SYDNEY – A high-level security dialogue between Japan and Australia scheduled for later this month in Tokyo has been postponed until early next year, Foreign Minister Julie Bishop said Tuesday, citing the ill health of Defense Minister Marise Payne.
“We will need to defer the meeting until early in the new year,” Bishop told reporters in Canberra regarding the annual “two-plus-two” foreign and defense ministers meeting, which has not been held since November 2015.
“The Japanese understand that because of Minister Payne’s recent illness, she’s been advised not to travel,” she said.
Payne, Australia’s first female defense minister, recently had abdominal surgery for an infection and has been off work for several weeks.
At the next two-plus-two meeting, Australia and Japan are expected to sign a revised bilateral pact to boost logistics cooperation between their armed forces.
Through the revision of the Japan-Australia Acquisition and Cross-servicing Agreement, ammunition will be newly added among the supplies that the Self-Defense Forces will be able to provide to Australian forces in line with Japan’s new security legislation, which expanded the role of the SDF in various fields.
With uncertainties remaining on how U.S. President-elect Donald Trump will deal with security issues in the Asia-Pacific region, Japan apparently hopes the reinforcement of bilateral ties with Australia will be beneficial for trilateral security cooperation involving the United States.
The Japan-Australia ACSA, which went into force in January 2013, enables SDF personnel and Australia’s military to share food, fuel and other supplies during U.N. peacekeeping operations, international relief operations, joint exercises and other occasions. The provision of weapons and ammunition has been excluded from the accord.
The move is part of a series of changes brought by the controversial security legislation, which came into force in March.
At the next talks, which will be the seventh of their kind, the Japanese and Australian ministers are also expected to discuss how to deal with China’s growing maritime assertiveness and North Korea’s repeated nuclear tests and ballistic missile launches.

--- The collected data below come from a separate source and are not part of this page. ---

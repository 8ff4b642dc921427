use std::path::Path;

use rust_xlsxwriter::{DataValidation, Workbook, Worksheet, XlsxError};

use super::ExportError;
use crate::models::{Initiative, ItemType, Minutes, ProjectItem, Stage, Stream, Substream};

/// Project-item column names, in sheet order.
pub const ITEM_HEADERS: [&str; 23] = [
    "TaskID",
    "Stream",
    "Substream",
    "Initiative",
    "Type",
    "WorkItem",
    "Description",
    "AssignedTo",
    "Progress",
    "Priority",
    "StartDate",
    "DueDate",
    "FinishDate",
    "Stage",
    "Sprint",
    "JiraID",
    "KeyStakeholders",
    "RAIDTags",
    "Source",
    "LinkToSource",
    "GanttSwimlane",
    "GanttItem",
    "Screenshots",
];

/// Columns that carry a dropdown constraint, by header index.
const STREAM_COL: u16 = 1;
const SUBSTREAM_COL: u16 = 2;
const INITIATIVE_COL: u16 = 3;
const TYPE_COL: u16 = 4;
const STAGE_COL: u16 = 13;

/// Write the record as a three-sheet workbook: meeting overview, project
/// items (with dropdown validation on the categorical columns), raw text.
pub fn save_workbook(minutes: &Minutes, path: &Path) -> Result<(), ExportError> {
    let mut workbook = Workbook::new();

    write_overview(workbook.add_worksheet().set_name("Meeting Overview")?, minutes)?;
    write_items(workbook.add_worksheet().set_name("Project Items")?, minutes)?;
    write_raw_minutes(workbook.add_worksheet().set_name("Raw Minutes")?, minutes)?;

    workbook.save(path)?;
    tracing::info!(path = %path.display(), "wrote spreadsheet export");
    Ok(())
}

fn write_overview(sheet: &mut Worksheet, minutes: &Minutes) -> Result<(), XlsxError> {
    sheet.write_string(0, 0, "Meeting Title")?;
    sheet.write_string(0, 1, minutes.meeting_title.as_deref().unwrap_or("Not specified"))?;
    sheet.write_string(1, 0, "Date")?;
    sheet.write_string(1, 1, minutes.meeting_date.as_deref().unwrap_or("Not specified"))?;
    sheet.write_string(2, 0, "Summary")?;
    sheet.write_string(2, 1, minutes.summary.as_deref().unwrap_or("Not provided"))?;

    sheet.write_string(4, 0, "Attendees")?;
    for (i, attendee) in minutes.attendees.iter().enumerate() {
        sheet.write_string(4 + i as u32, 1, attendee)?;
    }
    Ok(())
}

fn write_items(sheet: &mut Worksheet, minutes: &Minutes) -> Result<(), XlsxError> {
    for (col, header) in ITEM_HEADERS.iter().enumerate() {
        sheet.write_string(0, col as u16, *header)?;
    }

    for (row, item) in minutes.items.iter().enumerate() {
        for (col, cell) in item_cells(item).into_iter().enumerate() {
            if let Some(text) = cell {
                sheet.write_string(1 + row as u32, col as u16, text)?;
            }
        }
    }

    if !minutes.items.is_empty() {
        let last_row = minutes.items.len() as u32;
        add_dropdown(sheet, STREAM_COL, last_row, Stream::ALL.iter().map(Stream::as_str))?;
        add_dropdown(sheet, SUBSTREAM_COL, last_row, Substream::ALL.iter().map(Substream::as_str))?;
        add_dropdown(sheet, INITIATIVE_COL, last_row, Initiative::ALL.iter().map(Initiative::as_str))?;
        add_dropdown(sheet, TYPE_COL, last_row, ItemType::ALL.iter().map(ItemType::as_str))?;
        add_dropdown(sheet, STAGE_COL, last_row, Stage::ALL.iter().map(Stage::as_str))?;
    }
    Ok(())
}

fn add_dropdown<'a>(
    sheet: &mut Worksheet,
    col: u16,
    last_row: u32,
    values: impl Iterator<Item = &'a str>,
) -> Result<(), XlsxError> {
    let values: Vec<&str> = values.collect();
    let validation = DataValidation::new().allow_list_strings(&values)?;
    sheet.add_data_validation(1, col, last_row, col, &validation)?;
    Ok(())
}

fn write_raw_minutes(sheet: &mut Worksheet, minutes: &Minutes) -> Result<(), XlsxError> {
    for (row, line) in minutes.raw_text.split('\n').enumerate() {
        sheet.write_string(row as u32, 0, line)?;
    }
    Ok(())
}

/// Cell values for one item row, in `ITEM_HEADERS` order. Empty list fields
/// produce empty cells; non-empty ones are joined with ", ".
fn item_cells(item: &ProjectItem) -> [Option<String>; 23] {
    [
        item.task_id.clone(),
        item.stream.map(|v| v.as_str().to_string()),
        item.substream.map(|v| v.as_str().to_string()),
        item.initiative.map(|v| v.as_str().to_string()),
        item.item_type.map(|v| v.as_str().to_string()),
        item.work_item.clone(),
        item.description.clone(),
        item.assigned_to.clone(),
        item.progress.clone(),
        item.priority.clone(),
        item.start_date.clone(),
        item.due_date.clone(),
        item.finish_date.clone(),
        item.stage.map(|v| v.as_str().to_string()),
        item.sprint.clone(),
        item.jira_id.clone(),
        joined(&item.key_stakeholders),
        joined(&item.raid_tags),
        item.source.clone(),
        item.link_to_source.clone(),
        item.gantt_swimlane.clone(),
        item.gantt_item.clone(),
        joined(&item.screenshots),
    ]
}

fn joined(list: &[String]) -> Option<String> {
    if list.is_empty() {
        None
    } else {
        Some(list.join(", "))
    }
}
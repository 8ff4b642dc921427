pub mod excel;
pub mod json;

pub use excel::*;
pub use json::*;

use std::path::{Path, PathBuf};

use thiserror::Error;

use crate::config::{FILENAME_PREFIX, TIMESTAMP_FORMAT};
use crate::models::Minutes;

#[derive(Error, Debug)]
pub enum ExportError {
    #[error("I/O error: {0}")]
    Io(#[from] std::io::Error),

    #[error("JSON serialization error: {0}")]
    Json(#[from] serde_json::Error),

    #[error("Spreadsheet error: {0}")]
    Spreadsheet(#[from] rust_xlsxwriter::XlsxError),
}

/// Derive an output path from the meeting title and the current time:
/// `<prefix>_<safe_title>_<timestamp>.<extension>` under `dir`.
///
/// Non-alphanumeric title characters become `_`; a record without a title
/// falls back to `Meeting`.
pub fn default_output_path(minutes: &Minutes, dir: &Path, extension: &str) -> PathBuf {
    let safe_title = match minutes.meeting_title.as_deref() {
        Some(title) if !title.is_empty() => title
            .chars()
            .map(|c| if c.is_alphanumeric() { c } else { '_' })
            .collect::<String>(),
        _ => "Meeting".to_string(),
    };
    let timestamp = chrono::Local::now().format(TIMESTAMP_FORMAT);
    dir.join(format!("{FILENAME_PREFIX}_{safe_title}_{timestamp}.{extension}"))
}
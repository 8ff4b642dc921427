use serde_json::{Map, Value};

use crate::models::{Initiative, ItemType, ProjectItem, Stage, Stream, Substream};

/// Marker for a candidate that cannot be shaped into a `ProjectItem` at all.
struct Incompatible;

/// Coerce one untyped candidate object into a schema-conformant item.
///
/// Per-field policy:
/// - free-text fields keep strings; null, missing, numbers, and booleans
///   degrade to `None`; an array or object where plain text belongs makes
///   the whole candidate structurally incompatible,
/// - categorical fields keep exact members of the permitted set and degrade
///   everything else to `None`,
/// - list fields keep string elements in order and degrade everything else
///   to empty,
/// - unknown keys are ignored.
///
/// Returns `None` for incompatible candidates; the caller skips those and
/// keeps processing the rest.
pub fn coerce_item(raw: &Value) -> Option<ProjectItem> {
    let obj = raw.as_object()?;
    try_coerce(obj).ok()
}

fn try_coerce(obj: &Map<String, Value>) -> Result<ProjectItem, Incompatible> {
    Ok(ProjectItem {
        task_id: text(obj, "TaskID")?,
        stream: categorical(obj, "Stream", Stream::parse),
        substream: categorical(obj, "Substream", Substream::parse),
        initiative: categorical(obj, "Initiative", Initiative::parse),
        item_type: categorical(obj, "Type", ItemType::parse),
        work_item: text(obj, "WorkItem")?,
        description: text(obj, "Description")?,
        assigned_to: text(obj, "AssignedTo")?,
        progress: text(obj, "Progress")?,
        priority: text(obj, "Priority")?,
        start_date: text(obj, "StartDate")?,
        due_date: text(obj, "DueDate")?,
        finish_date: text(obj, "FinishDate")?,
        stage: categorical(obj, "Stage", Stage::parse),
        sprint: text(obj, "Sprint")?,
        jira_id: text(obj, "JiraID")?,
        key_stakeholders: list(obj, "KeyStakeholders"),
        raid_tags: list(obj, "RAIDTags"),
        source: text(obj, "Source")?,
        link_to_source: text(obj, "LinkToSource")?,
        gantt_swimlane: text(obj, "GanttSwimlane")?,
        gantt_item: text(obj, "GanttItem")?,
        screenshots: list(obj, "Screenshots"),
    })
}

/// Free-text field. Wrong-typed scalars degrade to absent; containers where
/// plain text belongs reject the candidate.
fn text(obj: &Map<String, Value>, key: &str) -> Result<Option<String>, Incompatible> {
    match obj.get(key) {
        None | Some(Value::Null) => Ok(None),
        Some(Value::String(s)) => Ok(Some(s.clone())),
        Some(Value::Number(_)) | Some(Value::Bool(_)) => Ok(None),
        Some(Value::Array(_)) | Some(Value::Object(_)) => Err(Incompatible),
    }
}

/// Categorical field. Anything but an exact member of the permitted set
/// degrades to `None`; never a rejection.
fn categorical<T>(obj: &Map<String, Value>, key: &str, parse: fn(&str) -> Option<T>) -> Option<T> {
    match obj.get(key) {
        Some(Value::String(s)) => parse(s),
        _ => None,
    }
}

/// List field. String elements are kept in order; everything else degrades
/// to an empty list.
fn list(obj: &Map<String, Value>, key: &str) -> Vec<String> {
    match obj.get(key) {
        Some(Value::Array(entries)) => entries
            .iter()
            .filter_map(|v| v.as_str().map(String::from))
            .collect(),
        _ => Vec::new(),
    }
}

Japanese officials are still smarting at the Australian government’s decision in April to award a multibillion-dollar contract to build Australian naval submarines to a French firm, turning down a bid from Mitsubishi Heavy Industries Ltd.
At the last two-plus-two talks, held in Sydney on November 2015, Japan had pitched to Australia the advantages of partnering with Japan on the developing its new submarines, but in vain.
Last August, Payne and Defense Minister Tomomi Inada agreed in talks in Tokyo to strengthen security cooperation, with Payne calling the security ties with Japan “one of Australia’s highest priorities for defense engagement.”